Doubt you could get your hands on it in the open, especially the Jr. version. You can prob find a libretto of the full version at a local bookstore and read that, that could get you close. With the Jr. versions they usually cut most of the stuff out, keep it in fewer locations, and make the music much easier. Talk to your director, odds are they have the full libretto.


----------



## avkid (Jul 8, 2007)

The director or company manager gets an advance copy once they start the contract process.


----------



## icewolf08 (Jul 8, 2007)

You couls contact MTI and they could probably send you a demo script, especially if the school has already contracted for the rights to the show. 
MTI usually will send scripts out for read thrus, but they might charge a rental fee.


----------



## avkid (Jul 9, 2007)

icewolf08 said:


> MTI usually will send scripts out for read thrus, but they might charge a rental fee.


If you don't return it they execute you in a public square.


----------



## jonhirsh (Jul 9, 2007)

Mabey its because i refuse to work on musicals, what is MTI?

JH


----------



## Logos (Jul 9, 2007)

jonhirsh said:


> Mabey its because i refuse to work on musicals, what is MTI?
> JH


Hey, I know that and I live in Australia. Music Theatre International they have a very large library of musicals and handle them for performance rights.


----------



## Logos (Jul 9, 2007)

Yeah actually. Why not work on musicals. I love lighting them, it's fantasyland.


----------



## avkid (Jul 9, 2007)

http://www.mtishows.com/default_HOME.asp


----------



## jonhirsh (Jul 9, 2007)

Just hate them... 

JH


----------



## avkid (Jul 9, 2007)

jonhirsh said:


> Just hate them...


Unfortunately they are necessary evil in the theatre world. I doubt anyone genuinely likes a licensing firm period.


----------



## Eboy87 (Jul 9, 2007)

Um, I don't see how it helps you, but I have a copy of the Music Man Junior script form Broadway Junior on my shelf.
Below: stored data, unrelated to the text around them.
//! Provider wrapper converting sample representation.

use super::{Buffer, BufferProvider, Samples};
use crate::convert::{samples_to_f32, samples_to_i16};
use crate::format::{MixFormat, SampleFormat};

#[derive(Debug)]
enum Scratch {
    PassThrough,
    Pcm16(Vec<i16>),
    Float(Vec<f32>),
}

/// Converts frames from the wrapped provider into a mix format.
///
/// Channel count is left untouched. When the input already is the requested
/// output representation the wrapper forwards buffers as-is and owns no
/// scratch memory.
#[derive(Debug)]
pub struct ReformatProvider<P> {
    inner: P,
    channels: usize,
    input_format: SampleFormat,
    output_format: MixFormat,
    scratch: Scratch,
}

impl<P: BufferProvider> ReformatProvider<P> {
    /// Wrap `inner`.
    ///
    /// # Arguments
    /// - `inner`: Provider producing `input_format` frames.
    /// - `channels`: Interleaved channel count of `inner`.
    /// - `input_format`: Representation produced by `inner`.
    /// - `output_format`: Representation handed to the caller.
    /// - `max_frames`: Largest run of frames converted per request.
    pub fn new(
        inner: P,
        channels: usize,
        input_format: SampleFormat,
        output_format: MixFormat,
        max_frames: usize,
    ) -> Self {
        let channels = channels.max(1);
        let samples = max_frames.max(1) * channels;
        let scratch = if input_format == SampleFormat::from(output_format) {
            Scratch::PassThrough
        } else {
            match output_format {
                MixFormat::Pcm16 => Scratch::Pcm16(vec![0; samples]),
                MixFormat::Float => Scratch::Float(vec![0.0; samples]),
            }
        };
        Self {
            inner,
            channels,
            input_format,
            output_format,
            scratch,
        }
    }

    /// Return `true` when frames are converted through a scratch buffer.
    pub fn requires_internal_buffers(&self) -> bool {
        !matches!(self.scratch, Scratch::PassThrough)
    }

    pub fn input_format(&self) -> SampleFormat {
        self.input_format
    }

    pub fn output_format(&self) -> MixFormat {
        self.output_format
    }

    pub fn inner(&self) -> &P {
        &self.inner
    }

    /// Drop the wrapper and hand back the wrapped provider.
    pub fn into_inner(self) -> P {
        self.inner
    }
}

impl<P: BufferProvider> BufferProvider for ReformatProvider<P> {
    fn get_next_buffer(&mut self, frames: usize, pts: Option<i64>) -> Option<Buffer<'_>> {
        let channels = self.channels;
        match &mut self.scratch {
            Scratch::PassThrough => self.inner.get_next_buffer(frames, pts),
            Scratch::Pcm16(scratch) => {
                let request = frames.min(scratch.len() / channels);
                let granted = {
                    let buffer = self.inner.get_next_buffer(request, pts)?;
                    let granted = buffer.frames.min(request);
                    samples_to_i16(&buffer.samples, &mut scratch[..granted * channels]);
                    granted
                };
                Some(Buffer::new(
                    granted,
                    Samples::Pcm16(&scratch[..granted * channels]),
                ))
            }
            Scratch::Float(scratch) => {
                let request = frames.min(scratch.len() / channels);
                let granted = {
                    let buffer = self.inner.get_next_buffer(request, pts)?;
                    let granted = buffer.frames.min(request);
                    samples_to_f32(&buffer.samples, &mut scratch[..granted * channels]);
                    granted
                };
                Some(Buffer::new(
                    granted,
                    Samples::Float(&scratch[..granted * channels]),
                ))
            }
        }
    }

    fn release_buffer(&mut self, frames: usize) {
        self.inner.release_buffer(frames);
    }

    fn channel_count(&self) -> usize {
        self.channels
    }

    fn format(&self) -> SampleFormat {
        SampleFormat::from(self.output_format)
    }
}

#[cfg(test)]
mod tests {
    use super::*;
    use crate::provider::VecProvider;

    #[test]
    fn matching_formats_pass_through_without_scratch() {
        let inner = VecProvider::float(2, vec![0.5; 8]);
        let mut provider = ReformatProvider::new(inner, 2, SampleFormat::Float, MixFormat::Float, 4);
        assert!(!provider.requires_internal_buffers());
        let buffer = provider.get_next_buffer(4, None).expect("buffer");
        assert_eq!(buffer.frames, 4);
    }

    #[test]
    fn pcm32_converts_to_float() {
        let inner = VecProvider::pcm32(1, vec![0x4000_0000, -0x4000_0000]);
        let mut provider = ReformatProvider::new(inner, 1, SampleFormat::Pcm32, MixFormat::Float, 8);
        assert!(provider.requires_internal_buffers());
        let buffer = provider.get_next_buffer(8, None).expect("buffer");
        match buffer.samples {
            Samples::Float(data) => assert_eq!(data, &[0.5, -0.5]),
            other => panic!("unexpected samples {:?}", other),
        }
    }

    #[test]
    fn release_reaches_the_wrapped_provider() {
        let inner = VecProvider::float(1, vec![0.25, 0.5, 0.75]);
        let mut provider = ReformatProvider::new(inner, 1, SampleFormat::Float, MixFormat::Pcm16, 2);
        let buffer = provider.get_next_buffer(3, None).expect("buffer");
        assert_eq!(buffer.frames, 2);
        match buffer.samples {
            Samples::Pcm16(data) => assert_eq!(data, &[8_192, 16_384]),
            other => panic!("unexpected samples {:?}", other),
        }
        provider.release_buffer(1);
        assert_eq!(provider.inner().position(), 1);
        assert_eq!(provider.into_inner().frames_remaining(), 2);
    }
}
It's a bit marked up from mic cues though


----------



## Footer (Jul 9, 2007)

jonhirsh said:


> Just hate them...
> JH



Yes, but they are where the quick money is where the money keeps flowing and flowing.


----------



## jonhirsh (Jul 10, 2007)

Mabey .. but i wont work on them. there are tons of great lighting designers.


----------